Many people think that if you go into nearly any commercial warehouse nowadays, you’ll see it absolutely awash in machines. Automated robots in fulfillment centers are practically a mainstay of the industry, or at least, according to public imagination. Ever since the introduction of the very first warehouse robot, produced in 1956 by George Devol, every popular depiction of warehouses is one of automation, machine arms, and conveyor belts. However, the real numbers have historically painted a different picture.
Contrary to the popular idea that warehouses these days are almost entirely automated, one of the most popular types of warehouse automation robots, the AGV or automated guided vehicle, has an incidence rate of only 6%. Although a further 14% of warehouses are considering the implementation of this specific technology, that still leaves the rate of even evaluating the use of this new generation of AI warehousing technology at 1 out of 5. Even Amazon, who triumphantly released a prototype of a combination warehouse/delivery drone in 2013, has yet to reach their full potential in this regard. The Octocopter drone, predicted to one day be able to deliver packages straight to customers’ doors, has yet to see any real practical application.

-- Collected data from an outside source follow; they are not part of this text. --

//! Engine Scenario Tests
//!
//! End-to-end behavior through the engine facade:
//! - Write/read round trip by exact-match filter
//! - Intersection across paths
//! - Delete symmetry and idempotence
//! - Increment merge through update
//! - Cursor directives applied before the predicate
//! - The Laptop scenario (write, delete by price, query by model)

use std::sync::Arc;

use arbordb::config::{EngineConfig, OrphanSweep};
use arbordb::context::RuleContext;
use arbordb::engine::{DeleteRequest, Engine, EngineError, QueryRequest, QueryResult, UpdateRequest};
use arbordb::store::MemoryStore;
use serde_json::{json, Value};

// =============================================================================
// Test Utilities
// =============================================================================

fn engine_with(config: EngineConfig) -> (Engine, Arc<MemoryStore>) {
    let store = Arc::new(MemoryStore::new());
    (Engine::new(store.clone(), config), store)
}

fn engine() -> (Engine, Arc<MemoryStore>) {
    engine_with(EngineConfig::default())
}

fn ctx() -> RuleContext {
    RuleContext::new("app").with_uid("u1")
}

fn filter(filter: Value) -> QueryRequest {
    QueryRequest {
        filter: Some(filter),
        ..QueryRequest::default()
    }
}

fn ids(result: &QueryResult) -> Vec<String> {
    let mut ids: Vec<String> = result
        .documents()
        .iter()
        .map(|d| d["_id"].as_str().unwrap().to_string())
        .collect();
    ids.sort();
    ids
}

// =============================================================================
// Round Trip
// =============================================================================

/// A written document is found again by each of its field values.
#[tokio::test]
async fn test_write_read_round_trip() {
    let (engine, _) = engine();
    let stored = engine
        .create("Laptop", json!({"model": "xps", "spec": {"ram": 16}}), &ctx())
        .await
        .unwrap();
    let id = stored["_id"].as_str().unwrap().to_string();

    let by_model = engine.query("Laptop", filter(json!({"model": "xps"})), &ctx()).await.unwrap();
    assert_eq!(ids(&by_model), vec![id.clone()]);

    let by_nested = engine
        .query("Laptop", filter(json!({"spec": {"ram": 16}})), &ctx())
        .await
        .unwrap();
    assert_eq!(ids(&by_nested), vec![id.clone()]);

    let found = engine.find_by_id("Laptop", &id, &ctx()).await.unwrap().unwrap();
    assert_eq!(found["model"], "xps");
    assert_eq!(found["createdBy"], "u1");
}

/// Missing ids resolve to None, not an error.
#[tokio::test]
async fn test_find_missing_id() {
    let (engine, _) = engine();
    assert!(engine.find_by_id("Laptop", "nope", &ctx()).await.unwrap().is_none());

    let single = engine
        .query(
            "Laptop",
            QueryRequest {
                id: Some("nope".into()),
                ..QueryRequest::default()
            },
            &ctx(),
        )
        .await
        .unwrap();
    assert_eq!(single, QueryResult::Single(None));
}

// =============================================================================
// Intersection
// =============================================================================

/// Only documents matching every condition are returned.
#[tokio::test]
async fn test_intersection_correctness() {
    let (engine, _) = engine();
    engine
        .create_many(
            "Item",
            vec![
                json!({"_id": "both", "a": "x", "b": "y"}),
                json!({"_id": "only_a", "a": "x", "b": "n"}),
                json!({"_id": "only_b", "a": "n", "b": "y"}),
            ],
            &ctx(),
        )
        .await
        .unwrap();

    let result = engine
        .query("Item", filter(json!({"a": "x", "b": "y"})), &ctx())
        .await
        .unwrap();
    assert_eq!(ids(&result), vec!["both"]);
}

/// Range operators, counts, projection and pagination.
#[tokio::test]
async fn test_expression_queries() {
    let (engine, _) = engine();
    for (id, price) in [("a", 10), ("b", 20), ("c", 30), ("d", 40)] {
        engine
            .create("Laptop", json!({"_id": id, "price": price, "model": "m"}), &ctx())
            .await
            .unwrap();
    }

    let mid = engine
        .query("Laptop", filter(json!({"price": {"$gte": 20, "$lt": 40}})), &ctx())
        .await
        .unwrap();
    assert_eq!(ids(&mid), vec!["b", "c"]);

    let count = engine
        .query(
            "Laptop",
            QueryRequest {
                filter: Some(json!({"price": {"$gt": 10}})),
                count: true,
                ..QueryRequest::default()
            },
            &ctx(),
        )
        .await
        .unwrap();
    assert_eq!(count, QueryResult::Count(3));

    let projected = engine
        .query(
            "Laptop",
            QueryRequest {
                filter: Some(json!({"price": 20})),
                projection: Some(vec!["price".into()]),
                ..QueryRequest::default()
            },
            &ctx(),
        )
        .await
        .unwrap();
    assert_eq!(projected.documents(), vec![json!({"_id": "b", "price": 20})]);

    let page = engine
        .query(
            "Laptop",
            QueryRequest {
                skip: Some(1),
                size: Some(2),
                ..QueryRequest::default()
            },
            &ctx(),
        )
        .await
        .unwrap();
    assert_eq!(ids(&page), vec!["b", "c"]);
}

/// Cursor directives pick nodes before the predicate filters them.
#[tokio::test]
async fn test_cursor_directives() {
    let (engine, _) = engine();
    engine
        .create_many(
            "Laptop",
            vec![json!({"_id": "d1", "price": 20}), json!({"_id": "d2", "price": 30})],
            &ctx(),
        )
        .await
        .unwrap();

    let cheapest_over = engine
        .query(
            "Laptop",
            filter(json!({"price": {"$gt": 25, "$orderBy": 1, "$limit": 1}})),
            &ctx(),
        )
        .await
        .unwrap();
    assert!(cheapest_over.documents().is_empty());

    let dearest = engine
        .query(
            "Laptop",
            filter(json!({"price": {"$gte": 0, "$orderBy": "desc", "$limit": 1}})),
            &ctx(),
        )
        .await
        .unwrap();
    assert_eq!(ids(&dearest), vec!["d2"]);

    let second = engine
        .query(
            "Laptop",
            filter(json!({"price": {"$gte": 0, "$orderBy": 1, "$skip": 1}})),
            &ctx(),
        )
        .await
        .unwrap();
    assert_eq!(ids(&second), vec!["d2"]);
}

/// Numeric ids are found and deleted by the number they were written with.
#[tokio::test]
async fn test_numeric_id_round_trip() {
    let (engine, _) = engine();
    let stored = engine
        .create("Laptop", json!({"_id": 42, "price": 20}), &ctx())
        .await
        .unwrap();
    assert_eq!(stored["_id"], "42");

    let by_number = engine.query("Laptop", filter(json!({"_id": 42})), &ctx()).await.unwrap();
    assert_eq!(ids(&by_number), vec!["42"]);

    let by_in = engine
        .query("Laptop", filter(json!({"_id": {"$in": [42, 7]}})), &ctx())
        .await
        .unwrap();
    assert_eq!(ids(&by_in), vec!["42"]);

    let deleted = engine
        .delete(
            "Laptop",
            DeleteRequest {
                filter: Some(json!({"_id": 42, "price": 20})),
                id: None,
            },
            &ctx(),
        )
        .await
        .unwrap();
    assert_eq!(deleted, vec!["42"]);
}

/// An empty nested object is rejected rather than matching everything.
#[tokio::test]
async fn test_empty_nested_filter_rejected() {
    let (engine, _) = engine();
    engine.create("Laptop", json!({"_id": "d1", "model": "xps"}), &ctx()).await.unwrap();

    let err = engine
        .query("Laptop", filter(json!({"spec": {}})), &ctx())
        .await
        .unwrap_err();
    assert!(matches!(err, EngineError::Validation(_)));

    let err = engine
        .delete(
            "Laptop",
            DeleteRequest {
                filter: Some(json!({"spec": {}})),
                id: None,
            },
            &ctx(),
        )
        .await
        .unwrap_err();
    assert!(matches!(err, EngineError::Validation(_)));
}

/// Malformed filters are validation errors.
#[tokio::test]
async fn test_invalid_filter_rejected() {
    let (engine, _) = engine();
    let err = engine
        .query("Laptop", filter(json!({"price": {"$where": "1"}})), &ctx())
        .await
        .unwrap_err();
    assert!(matches!(err, EngineError::Validation(_)));
    assert_eq!(engine.metrics().snapshot().queries_rejected, 1);
}

// =============================================================================
// Delete
// =============================================================================

/// A delete returns the ids it removed; repeating it returns nothing.
#[tokio::test]
async fn test_delete_symmetry() {
    let (engine, store) = engine();
    engine
        .create_many(
            "Laptop",
            vec![json!({"_id": "d1", "price": 20}), json!({"_id": "d2", "price": 30})],
            &ctx(),
        )
        .await
        .unwrap();

    let request = DeleteRequest {
        filter: Some(json!({"price": 20})),
        id: None,
    };
    let first = engine.delete("Laptop", request.clone(), &ctx()).await.unwrap();
    assert_eq!(first, vec!["d1"]);
    assert_eq!(store.len("Laptop"), 1);

    let second = engine.delete("Laptop", request, &ctx()).await.unwrap();
    assert!(second.is_empty());

    let by_id = engine
        .delete(
            "Laptop",
            DeleteRequest {
                filter: None,
                id: Some("d2".into()),
            },
            &ctx(),
        )
        .await
        .unwrap();
    assert_eq!(by_id, vec!["d2"]);
}

/// An empty filter never deletes a whole domain.
#[tokio::test]
async fn test_delete_empty_filter_rejected() {
    let (engine, _) = engine();
    engine.create("Laptop", json!({"_id": "d1"}), &ctx()).await.unwrap();
    let err = engine
        .delete(
            "Laptop",
            DeleteRequest {
                filter: Some(json!({})),
                id: None,
            },
            &ctx(),
        )
        .await
        .unwrap_err();
    assert!(matches!(err, EngineError::Validation(_)));
}

/// Laptop scenario: after deleting the 20-priced laptop, only the other
/// xps remains, and the stale model entry is pruned by the query.
#[tokio::test]
async fn test_laptop_scenario() {
    let (engine, _) = engine();
    engine
        .create("Laptop", json!({"_id": "d1", "model": "xps", "price": 20}), &ctx())
        .await
        .unwrap();
    engine
        .create("Laptop", json!({"_id": "d2", "model": "xps", "price": 30}), &ctx())
        .await
        .unwrap();

    let deleted = engine
        .delete(
            "Laptop",
            DeleteRequest {
                filter: Some(json!({"price": 20})),
                id: None,
            },
            &ctx(),
        )
        .await
        .unwrap();
    assert_eq!(deleted, vec!["d1"]);

    let before = engine.metrics().snapshot().entries_pruned;
    let result = engine.query("Laptop", filter(json!({"model": "xps"})), &ctx()).await.unwrap();
    assert_eq!(ids(&result), vec!["d2"]);
    assert_eq!(result.documents()[0]["price"], 30);
    assert!(engine.metrics().snapshot().entries_pruned > before);
}

/// With after-delete sweeping, empty nodes disappear with the delete.
#[tokio::test]
async fn test_after_delete_sweep() {
    let config = EngineConfig {
        orphan_sweep: OrphanSweep::AfterDelete,
        ..EngineConfig::default()
    };
    let (engine, _) = engine_with(config);
    engine
        .create("Laptop", json!({"_id": "d1", "model": "solo"}), &ctx())
        .await
        .unwrap();
    engine
        .delete(
            "Laptop",
            DeleteRequest {
                filter: None,
                id: Some("d1".into()),
            },
            &ctx(),
        )
        .await
        .unwrap();

    let report = engine.sweep("Laptop", &ctx()).await.unwrap();
    assert_eq!(report.nodes_visited, 0);
    assert_eq!(report.nodes_removed, 0);
}

// =============================================================================
// Update
// =============================================================================

/// $inc applied twice: 20 → 25 → 30, and the index follows.
#[tokio::test]
async fn test_increment_scenario() {
    let (engine, _) = engine();
    engine
        .create("Laptop", json!({"_id": "d1", "price": 20}), &ctx())
        .await
        .unwrap();

    for expected in [25, 30] {
        let updated = engine
            .update(
                "Laptop",
                UpdateRequest {
                    id: Some("d1".into()),
                    update: json!({"$inc": {"price": 5}}),
                    ..UpdateRequest::default()
                },
                &ctx(),
            )
            .await
            .unwrap();
        assert_eq!(updated[0]["price"], expected);
    }

    let at_30 = engine.query("Laptop", filter(json!({"price": 30})), &ctx()).await.unwrap();
    assert_eq!(ids(&at_30), vec!["d1"]);
    let at_20 = engine.query("Laptop", filter(json!({"price": 20})), &ctx()).await.unwrap();
    assert!(at_20.documents().is_empty());
}

/// Filter updates apply $set to every match and keep creation fields.
#[tokio::test]
async fn test_update_by_filter() {
    let (engine, _) = engine();
    let original = engine
        .create("Laptop", json!({"_id": "d1", "model": "xps", "spec": {"ram": 8}}), &ctx())
        .await
        .unwrap();

    let updated = engine
        .update(
            "Laptop",
            UpdateRequest {
                filter: Some(json!({"model": "xps"})),
                update: json!({"$set": {"spec.ram": 16}}),
                ..UpdateRequest::default()
            },
            &RuleContext::new("app").with_uid("u2"),
        )
        .await
        .unwrap();
    assert_eq!(updated[0]["spec"]["ram"], 16);
    assert_eq!(updated[0]["createdAt"], original["createdAt"]);
    assert_eq!(updated[0]["createdBy"], "u1");

    let none = engine
        .update(
            "Laptop",
            UpdateRequest {
                filter: Some(json!({"model": "air"})),
                update: json!({"color": "red"}),
                ..UpdateRequest::default()
            },
            &ctx(),
        )
        .await
        .unwrap();
    assert!(none.is_empty());
}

Conventional wisdom before the Covid-19 pandemic stated that this was largely how things would remain. Corporations, not wishing to take risks on technology they feared wouldn’t meet their needs, would continue to employ large quantities of human workers for every facet of their business. However, in a post-Covid world, thinking has changed. Now that having a huge crowd of people under one roof can be hazardous, more and more companies are looking toward the new generation of robotic warehouse systems as a solution for their staffing needs. Upwards of 4 million autonomous and non-autonomous warehouse robots are set to be installed by 2025. The robot takeover seems all but guaranteed.

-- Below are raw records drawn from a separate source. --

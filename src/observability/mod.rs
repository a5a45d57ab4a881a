//! Observability subsystem for arbordb
//!
//! - Structured logging (one JSON object per line)
//! - Monotonic counters
//! - Typed lifecycle events
//!
//! Observability is read-only: it never changes engine behavior and its
//! failures are swallowed.
//!
//! ```ignore
//! use arbordb::observability::{log_event_with_fields, Event};
//!
//! log_event_with_fields(Event::WriteCommit, &[("domain", "Laptop")]);
//! ```

mod events;
mod logger;
mod metrics;
mod scope;

pub use events::Event;
pub use logger::{Logger, Severity};
pub use metrics::{MetricsRegistry, MetricsSnapshot};
pub use scope::ObservationScope;

/// Log a lifecycle event with fields
pub fn log_event_with_fields(event: Event, fields: &[(&str, &str)]) {
    let severity = if event.is_failure() {
        Severity::Warn
    } else {
        Severity::Info
    };
    Logger::log(severity, event.as_str(), fields);
}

That’s not to say that there are no concerns. Legislators, warehouse and fulfillment employees, and people working for labor rights organizations have expressed concerns about these robots taking up jobs that would otherwise go to human workers, pushing these employees out of their occupations and perhaps out of the labor market altogether. This image goes in stark contrast to the picture of the kind, friendly robot in the warehouse that’s just there to lend a helping hand. Especially in the wake of entrepreneurs insisting that robotics will make middle-skilled labor obsolete, hollowing out the middle of the labor market and dividing work either into high-skill or low-skill, people have pressing questions about what that means for them and their jobs, especially given that studies since the 1990s have suggested that the implementation of robots has already lead to lower wages for certain industrial workers.

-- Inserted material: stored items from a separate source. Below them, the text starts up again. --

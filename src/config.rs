//! Engine configuration
//!
//! Loaded from a JSON file. Every field has a default, so `{}` is a valid
//! configuration.

use std::fs;
use std::path::Path;

use serde::{Deserialize, Serialize};
use thiserror::Error;

use crate::observability::Severity;

/// Configuration errors
#[derive(Debug, Error)]
pub enum ConfigError {
    /// File could not be read
    #[error("Failed to read config: {0}")]
    Read(#[from] std::io::Error),

    /// File is not valid config JSON
    #[error("Invalid config JSON: {0}")]
    Parse(#[from] serde_json::Error),

    /// A field holds an unusable value
    #[error("Invalid config: {0}")]
    Invalid(String),
}

/// When empty index nodes are compacted
#[derive(Debug, Clone, Copy, PartialEq, Eq, Default, Serialize, Deserialize)]
#[serde(rename_all = "snake_case")]
pub enum OrphanSweep {
    /// Lazy repair only; `sweep` must be called explicitly
    #[default]
    Disabled,
    /// Sweep the domain after every delete that removed documents
    AfterDelete,
}

/// Engine configuration
#[derive(Debug, Clone, PartialEq, Serialize, Deserialize)]
pub struct EngineConfig {
    /// Project id used when a context carries none (default: "default")
    #[serde(default = "default_project_id")]
    pub project_id: String,

    /// Deadline per store call in milliseconds (default: 5000)
    #[serde(default = "default_store_timeout_ms")]
    pub store_timeout_ms: u64,

    /// Domains reachable only with the master key
    #[serde(default = "default_reserved_domains")]
    pub reserved_domains: Vec<String>,

    /// Orphan node compaction (default: disabled)
    #[serde(default)]
    pub orphan_sweep: OrphanSweep,

    /// Minimum log severity (default: "info")
    #[serde(default = "default_log_level")]
    pub log_level: String,
}

fn default_project_id() -> String {
    "default".to_string()
}

fn default_store_timeout_ms() -> u64 {
    5000
}

fn default_reserved_domains() -> Vec<String> {
    vec!["_User".to_string(), "_Token".to_string(), "_Policy".to_string()]
}

fn default_log_level() -> String {
    "info".to_string()
}

impl Default for EngineConfig {
    fn default() -> Self {
        Self {
            project_id: default_project_id(),
            store_timeout_ms: default_store_timeout_ms(),
            reserved_domains: default_reserved_domains(),
            orphan_sweep: OrphanSweep::default(),
            log_level: default_log_level(),
        }
    }
}

impl EngineConfig {
    /// Load and validate a configuration file
    pub fn load(path: &Path) -> Result<Self, ConfigError> {
        let content = fs::read_to_string(path)?;
        let config: EngineConfig = serde_json::from_str(&content)?;
        config.validate()?;
        Ok(config)
    }

    /// Check field values
    pub fn validate(&self) -> Result<(), ConfigError> {
        if self.project_id.is_empty() {
            return Err(ConfigError::Invalid("project_id must not be empty".into()));
        }
        if self.store_timeout_ms == 0 {
            return Err(ConfigError::Invalid("store_timeout_ms must be > 0".into()));
        }
        if Severity::parse(&self.log_level).is_none() {
            return Err(ConfigError::Invalid(format!(
                "Unknown log_level: '{}'",
                self.log_level
            )));
        }
        Ok(())
    }

    /// Parsed minimum log severity
    pub fn severity(&self) -> Severity {
        Severity::parse(&self.log_level).unwrap_or(Severity::Info)
    }

    /// Whether a domain is reserved
    pub fn is_reserved(&self, domain: &str) -> bool {
        self.reserved_domains.iter().any(|d| d == domain)
    }
}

However, at present moment, there seems to be little reason to be overly worried. Fulfillment and picking technology currently in use at most warehouses are limited to a few different types of robots. One of which is collaborative machinery, such as those that assist workers in reaching high places or the aforementioned AGVs which move heavy goods from place to place. Another type is those robots that perform work too dangerous for human beings to do safely, or repetitive work that might cause injury to employees over long periods of time if performed for eight hours at a stretch, day in and day out.
What’s more, many economists believe that the increasing automation of warehouse technology will be a good thing for job creation numbers. With more robots, after all, comes more maintenance. Not just the major maintenance wherein something catastrophically breaks down, bringing operations to a screeching halt, but also the monthly, weekly, and even daily checks and tune-ups necessary to keep everything running smoothly and efficiently. We’re not at the point yet where we can have robots repairing other robots in perpetuity, so larger numbers of skilled human technicians, programmers, and engineers will be needed to keep everything running in tip-top shape. With 77% of organizations committed to mapping a plan to integrate some sort of warehouse automation into their business, it’s important to be aware that the effects may pose a net positive for worker opportunities going forward.
In short, thanks to the pandemic and the associated e-commerce boom, the popular idea that the average warehouse is a place swarming with whirring machines taking products back and forth may not be far from reality for very much longer. If things continue along their current trajectory, we can expect that 6% number mentioned earlier to grow exponentially even within the next five years, providing even more opportunity for businesses to grow, and furthermore, to hire vast numbers of new, specialized employees to care for these machines. With this amount of growth and commitment on the part of business owners and innovators, it may very well be the case that any warehouse activity currently involving human beings will have the possibility to be at least partially automated within the next few years.